◆ **What the task requires**
Check each line of the data for "agent" and select those that have it.

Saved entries

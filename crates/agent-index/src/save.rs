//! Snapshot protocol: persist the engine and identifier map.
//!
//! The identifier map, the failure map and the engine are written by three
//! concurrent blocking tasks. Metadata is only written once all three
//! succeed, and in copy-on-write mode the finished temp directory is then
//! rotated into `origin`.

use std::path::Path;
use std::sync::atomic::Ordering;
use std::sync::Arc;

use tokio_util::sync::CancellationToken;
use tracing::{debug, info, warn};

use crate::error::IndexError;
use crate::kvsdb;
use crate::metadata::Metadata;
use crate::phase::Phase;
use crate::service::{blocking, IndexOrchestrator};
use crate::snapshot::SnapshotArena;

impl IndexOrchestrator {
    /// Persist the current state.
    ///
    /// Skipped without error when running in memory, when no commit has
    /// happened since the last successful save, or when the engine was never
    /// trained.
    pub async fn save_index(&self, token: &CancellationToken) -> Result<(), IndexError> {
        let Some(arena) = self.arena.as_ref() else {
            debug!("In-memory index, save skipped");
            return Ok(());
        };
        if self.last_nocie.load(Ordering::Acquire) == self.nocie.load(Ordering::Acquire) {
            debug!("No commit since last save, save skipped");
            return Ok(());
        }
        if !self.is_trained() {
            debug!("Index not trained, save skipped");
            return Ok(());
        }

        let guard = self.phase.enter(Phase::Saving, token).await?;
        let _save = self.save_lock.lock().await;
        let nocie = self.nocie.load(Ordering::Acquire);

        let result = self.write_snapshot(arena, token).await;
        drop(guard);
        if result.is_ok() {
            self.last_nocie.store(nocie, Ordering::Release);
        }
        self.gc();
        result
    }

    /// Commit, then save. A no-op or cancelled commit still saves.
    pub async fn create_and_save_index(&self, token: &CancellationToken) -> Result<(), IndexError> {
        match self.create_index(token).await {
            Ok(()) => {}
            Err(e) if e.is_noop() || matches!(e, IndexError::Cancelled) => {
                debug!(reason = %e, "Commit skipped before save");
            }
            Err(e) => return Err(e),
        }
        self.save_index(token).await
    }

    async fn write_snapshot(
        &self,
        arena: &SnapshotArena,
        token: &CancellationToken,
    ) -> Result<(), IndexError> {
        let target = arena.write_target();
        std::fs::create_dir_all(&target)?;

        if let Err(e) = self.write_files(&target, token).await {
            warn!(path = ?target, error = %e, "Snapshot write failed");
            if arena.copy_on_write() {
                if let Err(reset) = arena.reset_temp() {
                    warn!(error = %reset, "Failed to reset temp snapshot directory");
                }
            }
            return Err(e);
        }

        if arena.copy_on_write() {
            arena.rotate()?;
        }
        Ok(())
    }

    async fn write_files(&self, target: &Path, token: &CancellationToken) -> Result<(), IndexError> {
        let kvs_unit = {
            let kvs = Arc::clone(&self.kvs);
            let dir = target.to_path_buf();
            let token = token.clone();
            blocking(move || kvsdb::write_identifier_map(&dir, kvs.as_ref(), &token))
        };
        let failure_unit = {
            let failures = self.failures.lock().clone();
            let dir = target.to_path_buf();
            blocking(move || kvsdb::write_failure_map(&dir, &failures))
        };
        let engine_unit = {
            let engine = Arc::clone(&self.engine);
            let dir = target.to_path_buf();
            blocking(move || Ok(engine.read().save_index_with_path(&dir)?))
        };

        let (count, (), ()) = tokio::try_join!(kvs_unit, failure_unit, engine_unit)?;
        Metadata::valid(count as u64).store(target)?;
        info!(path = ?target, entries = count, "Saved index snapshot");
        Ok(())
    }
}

* * *

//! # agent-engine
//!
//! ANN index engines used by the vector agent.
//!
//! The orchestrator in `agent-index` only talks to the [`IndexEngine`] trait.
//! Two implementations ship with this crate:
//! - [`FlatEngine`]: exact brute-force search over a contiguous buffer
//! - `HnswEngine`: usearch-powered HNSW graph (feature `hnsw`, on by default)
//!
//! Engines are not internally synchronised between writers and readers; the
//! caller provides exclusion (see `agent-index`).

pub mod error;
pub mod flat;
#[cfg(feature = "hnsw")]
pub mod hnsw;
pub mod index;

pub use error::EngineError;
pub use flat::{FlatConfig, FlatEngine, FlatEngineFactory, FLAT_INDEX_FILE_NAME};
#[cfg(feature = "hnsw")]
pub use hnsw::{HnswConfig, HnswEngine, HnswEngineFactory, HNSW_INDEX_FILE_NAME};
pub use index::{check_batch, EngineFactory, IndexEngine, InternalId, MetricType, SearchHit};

◆ **Response**
filename crates/agent-index/src/save.rs
//! # agent-engine
//! ANN index engines used by the vector agent.
//! The orchestrator in `agent-index` only talks to the [`IndexEngine`] trait.
//! caller provides exclusion (see `agent-index`).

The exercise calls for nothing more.